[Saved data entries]
//! User preferences
//!
//! Sound, night mode, and difficulty persist across episodes as a small JSON
//! file. They are only mutated from the menu; the simulation and renderer
//! read them.

use std::fs;
use std::path::Path;

use serde::{Deserialize, Serialize};

/// Difficulty tier, selected from the menu
///
/// Each tier fixes the starting tick period, the fastest period the
/// progression controller may reach, and the obstacle spawn cadence.
#[derive(Debug, Clone, Copy, PartialEq, Eq, Serialize, Deserialize, Default)]
pub enum Difficulty {
    Easy,
    #[default]
    Normal,
    Hard,
}

impl Difficulty {
    /// Tick period at level 0, in milliseconds
    pub fn base_period_ms(self) -> u16 {
        match self {
            Difficulty::Easy => 140,
            Difficulty::Normal => 120,
            Difficulty::Hard => 90,
        }
    }

    /// Floor for the tick period as levels shorten it
    pub fn min_period_ms(self) -> u16 {
        match self {
            Difficulty::Easy => 70,
            Difficulty::Normal => 50,
            Difficulty::Hard => 35,
        }
    }

    /// An obstacle spawn is attempted every this many ticks
    pub fn obstacle_cadence(self) -> u32 {
        match self {
            Difficulty::Easy => 15,
            Difficulty::Normal => 12,
            Difficulty::Hard => 9,
        }
    }

    /// Next tier in menu order (wraps)
    pub fn cycled(self) -> Self {
        match self {
            Difficulty::Easy => Difficulty::Normal,
            Difficulty::Normal => Difficulty::Hard,
            Difficulty::Hard => Difficulty::Easy,
        }
    }

    pub fn as_str(self) -> &'static str {
        match self {
            Difficulty::Easy => "EASY",
            Difficulty::Normal => "NORMAL",
            Difficulty::Hard => "HARD",
        }
    }
}

/// Menu-editable preferences
#[derive(Debug, Clone, Copy, PartialEq, Eq, Serialize, Deserialize)]
pub struct Settings {
    /// Feedback cues audible
    pub sound_on: bool,
    /// Inverted palette for the renderer
    pub night_mode: bool,
    /// Gameplay difficulty tier
    pub difficulty: Difficulty,
}

impl Default for Settings {
    fn default() -> Self {
        Self {
            sound_on: true,
            night_mode: false,
            difficulty: Difficulty::Normal,
        }
    }
}

impl Settings {
    /// Load settings from a JSON file, falling back to defaults on any failure
    pub fn load(path: &Path) -> Self {
        match fs::read_to_string(path) {
            Ok(json) => match serde_json::from_str(&json) {
                Ok(settings) => {
                    log::info!("Loaded settings from {}", path.display());
                    settings
                }
                Err(err) => {
                    log::warn!("Settings file unreadable ({err}), using defaults");
                    Self::default()
                }
            },
            Err(_) => {
                log::info!("No settings file, using defaults");
                Self::default()
            }
        }
    }

    /// Save settings as JSON; failures are logged, not surfaced
    pub fn save(&self, path: &Path) {
        match serde_json::to_string_pretty(self) {
            Ok(json) => {
                if let Err(err) = fs::write(path, json) {
                    log::warn!("Failed to save settings: {err}");
                } else {
                    log::info!("Settings saved");
                }
            }
            Err(err) => log::warn!("Failed to serialize settings: {err}"),
        }
    }
}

* _Assignment_: Without changing a single character, repeat each record.

* _Answer_:
//! User preferences
//!
//! Sound, night mode, and difficulty persist across episodes as a small JSON
//! file. They are only mutated from the menu; the simulation and renderer
//! read them.

use std::fs;
use std::path::Path;

use serde::{Deserialize, Serialize};

/// Difficulty tier, selected from the menu
///
/// Each tier fixes the starting tick period, the fastest period the
/// progression controller may reach, and the obstacle spawn cadence.
#[derive(Debug, Clone, Copy, PartialEq, Eq, Serialize, Deserialize, Default)]
pub enum Difficulty {
    Easy,
    #[default]
    Normal,
    Hard,
}

impl Difficulty {
    /// Tick period at level 0, in milliseconds
    pub fn base_period_ms(self) -> u16 {
        match self {
            Difficulty::Easy => 140,
            Difficulty::Normal => 120,
            Difficulty::Hard => 90,
        }
    }

    /// Floor for the tick period as levels shorten it
    pub fn min_period_ms(self) -> u16 {
        match self {
            Difficulty::Easy => 70,
            Difficulty::Normal => 50,
            Difficulty::Hard => 35,
        }
    }

    /// An obstacle spawn is attempted every this many ticks
    pub fn obstacle_cadence(self) -> u32 {
        match self {
            Difficulty::Easy => 15,
            Difficulty::Normal => 12,
            Difficulty::Hard => 9,
        }
    }

    /// Next tier in menu order (wraps)
    pub fn cycled(self) -> Self {
        match self {
            Difficulty::Easy => Difficulty::Normal,
            Difficulty::Normal => Difficulty::Hard,
            Difficulty::Hard => Difficulty::Easy,
        }
    }

    pub fn as_str(self) -> &'static str {
        match self {
            Difficulty::Easy => "EASY",
            Difficulty::Normal => "NORMAL",
            Difficulty::Hard => "HARD",
        }
    }
}

/// Menu-editable preferences
#[derive(Debug, Clone, Copy, PartialEq, Eq, Serialize, Deserialize)]
pub struct Settings {
    /// Feedback cues audible
    pub sound_on: bool,
    /// Inverted palette for the renderer
    pub night_mode: bool,
    /// Gameplay difficulty tier
    pub difficulty: Difficulty,
}

impl Default for Settings {
    fn default() -> Self {
        Self {
            sound_on: true,
            night_mode: false,
            difficulty: Difficulty::Normal,
        }
    }
}

impl Settings {
    /// Load settings from a JSON file, falling back to defaults on any failure
    pub fn load(path: &Path) -> Self {
        match fs::read_to_string(path) {
            Ok(json) => match serde_json::from_str(&json) {
                Ok(settings) => {
                    log::info!("Loaded settings from {}", path.display());
                    settings
                }
                Err(err) => {
                    log::warn!("Settings file unreadable ({err}), using defaults");
                    Self::default()
                }
            },
            Err(_) => {
                log::info!("No settings file, using defaults");
                Self::default()
            }
        }
    }

    /// Save settings as JSON; failures are logged, not surfaced
    pub fn save(&self, path: &Path) {
        match serde_json::to_string_pretty(self) {
            Ok(json) => {
                if let Err(err) = fs::write(path, json) {
                    log::warn!("Failed to save settings: {err}");
                } else {
                    log::info!("Settings saved");
                }
            }
            Err(err) => log::warn!("Failed to serialize settings: {err}"),
        }
    }
}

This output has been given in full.